The English version of the SPARC was translated by four Korean oncologists and reconciled by a Korean language specialist and a medical oncologist fluent in English. After the first version of the Korean SPARC (K-SPARC) was developed, back-translation into English was performed by a professional translator and bilingual oncologist. The back-translated version was reviewed by the original author (S.H.A.), and modifications were made (ver. 2). The second version of the K-SPARC was tested against other questionnaires, including the Functional Assessment of Cancer Therapy-General (FACT-G) and the Edmonton Symptom Assessment System (ESAS).

Results

Thirty patients were enrolled in the pilot trial. Fifteen were male, and the median age was 64.5 years. Six patients had an Eastern Cooperative Oncology Group performance status of 2 or more. All patients except one were receiving chemotherapy.

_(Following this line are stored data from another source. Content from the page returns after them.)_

//! Schema Registry
//!
//! Static mapping from record kind to collection, schema and response
//! wording, plus the validation entry point used by every endpoint.

use crate::schema::field::FieldSpec;
use crate::schema::records::{Disaster, Donation, Record, Volunteer};
use crate::schema::validate::{
    validate_document, ValidationError, ValidationMode, Violation, ViolationKind,
};
use serde::Serialize;
use serde_json::Value;

#[derive(Debug, Clone, Copy, PartialEq, Eq, Hash, Serialize)]
#[serde(rename_all = "snake_case")]
pub enum RecordKind {
    Disaster,
    Donation,
    Volunteer,
}

struct RecordEntry {
    kind: RecordKind,
    name: &'static str,
    collection: &'static str,
    fields: &'static [FieldSpec],
    created_message: &'static str,
    default_list_limit: u32,
}

static RECORD_TABLE: [RecordEntry; 3] = [
    RecordEntry {
        kind: RecordKind::Disaster,
        name: "Disaster",
        collection: "disaster",
        fields: Disaster::FIELDS,
        created_message: "Disaster created",
        default_list_limit: 20,
    },
    RecordEntry {
        kind: RecordKind::Donation,
        name: "Donation",
        collection: "donation",
        fields: Donation::FIELDS,
        created_message: "Donation received. Thank you!",
        default_list_limit: 50,
    },
    RecordEntry {
        kind: RecordKind::Volunteer,
        name: "Volunteer",
        collection: "volunteer",
        fields: Volunteer::FIELDS,
        created_message: "Volunteer registered. Salamat!",
        default_list_limit: 50,
    },
];

impl RecordKind {
    pub const ALL: [RecordKind; 3] = [
        RecordKind::Disaster,
        RecordKind::Donation,
        RecordKind::Volunteer,
    ];

    /// Record kind stored in `collection`, if any
    pub fn from_collection(collection: &str) -> Option<RecordKind> {
        RECORD_TABLE
            .iter()
            .find(|entry| entry.collection == collection)
            .map(|entry| entry.kind)
    }

    fn entry(&self) -> &'static RecordEntry {
        let index = match self {
            RecordKind::Disaster => 0,
            RecordKind::Donation => 1,
            RecordKind::Volunteer => 2,
        };
        &RECORD_TABLE[index]
    }

    pub fn name(&self) -> &'static str {
        self.entry().name
    }

    /// Collection the records of this kind are stored in
    pub fn collection(&self) -> &'static str {
        self.entry().collection
    }

    pub fn fields(&self) -> &'static [FieldSpec] {
        self.entry().fields
    }

    pub fn created_message(&self) -> &'static str {
        self.entry().created_message
    }

    pub fn default_list_limit(&self) -> u32 {
        self.entry().default_list_limit
    }
}

/// Validates request bodies against the record schemas
#[derive(Debug, Clone, Default)]
pub struct SchemaRegistry {
    mode: ValidationMode,
}

#[derive(Debug, Serialize)]
pub struct RecordSchemaInfo {
    pub name: &'static str,
    pub collection: &'static str,
    pub fields: &'static [FieldSpec],
}

#[derive(Debug, Serialize)]
pub struct RegistryInfo {
    pub validation_mode: ValidationMode,
    pub records: Vec<RecordSchemaInfo>,
}

impl SchemaRegistry {
    pub fn new(mode: ValidationMode) -> Self {
        Self { mode }
    }

    pub fn mode(&self) -> ValidationMode {
        self.mode
    }

    /// Validate a raw body into a typed record
    pub fn validate<R: Record>(&self, input: &Value) -> Result<R, ValidationError> {
        let kind = R::KIND;
        let document = validate_document(kind.name(), R::FIELDS, input, self.mode)?;

        serde_json::from_value(Value::Object(document)).map_err(|e| {
            ValidationError::single(
                kind.name(),
                Violation::new("body", ViolationKind::InvalidBody, e.to_string()),
            )
        })
    }

    pub fn describe(&self) -> RegistryInfo {
        RegistryInfo {
            validation_mode: self.mode,
            records: RecordKind::ALL
                .iter()
                .map(|kind| RecordSchemaInfo {
                    name: kind.name(),
                    collection: kind.collection(),
                    fields: kind.fields(),
                })
                .collect(),
        }
    }
}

Regarding internal consistency, the Cronbach’s α scores for physical symptoms, psychological issues, religious and spiritual issues, independency and activity, family and social issues, and treatment issues were 0.812, 0.804, 0.589, 0.843, 0.754, and 0.822, respectively. The correlation coefficients between the SPARC and FACT-G were 0.479 (p=0.007) for the physical domain and –0.130 (p=0.493) for the social domain.

Conclusion

This pilot study indicates that the K-SPARC could be a reliable tool to screen for palliative care needs among Korean cancer patients. A further study to validate our findings is ongoing.

Introduction

Palliative care is an approach that improves the quality of life of patients and their families who are facing problems associated with life-threatening illness. Palliative care prevents and relieves suffering through the early identification, correct assessment, and treatment of pain and other problems, whether physical, psychosocial, or spiritual [1]. Moreover, early palliative care, when combined with usual oncology care, led to the improvement of mood and longer survival of non-small-cell lung carcinoma patients [2]. Based on many randomized clinical trials, several guidelines recommend the initiation of palliative care in advanced cancer patients at the early stage of their disease trajectories and the integration of concurrent palliative care into disease-directed, life-prolonging therapies [3-5].
To implement early referral to palliative care, there is a need to assess symptoms and identify the unmet needs of advanced cancer patients [6]. In addition, palliative care teams also need comprehensive assessments of patients’ needs to provide holistic care. The Sheffield Profile for Assessment and Referral for Care (SPARC) was developed over a 5-year period by the Academic Unit of Supportive Care at the University of Sheffield. The SPARC is a holistic multidimensional screening questionnaire regarding supportive and palliative care needs regardless of the diagnosis. The SPARC is a self-rated questionnaire with a total of 45 questions under the following eight subscales: communication and information issues, physical symptoms, psychological issues, religious and spiritual issues, independence and activity, family and social issues, treatment issues, and personal issues. The SPARC helps healthcare professionals to identify patients and families that would benefit from a referral to specialist supportive and palliative care [7]; it was translated into Polish and then validated by Leppert et al. [8]. The aim of this study was to develop a Korean version of the SPARC (K-SPARC) and validate the K-SPARC for the evaluation of palliative care needs among Korean cancer patients.

Materials and Methods

In this study, we translated and back-translated the SPARC and then conducted a pilot study of the K-SPARC by conducting semistructured debriefing interviews. To evaluate the reliability of the K-SPARC, we measured the internal consistency by calculating the Cronbach’s alpha coefficients of six of the subscales. We evaluated the criterion validity through correlation analysis of the K-SPARC with other tools such as the physical well-being and social well-being domains of the Functional Assessment of Cancer Therapy-General (FACT-G).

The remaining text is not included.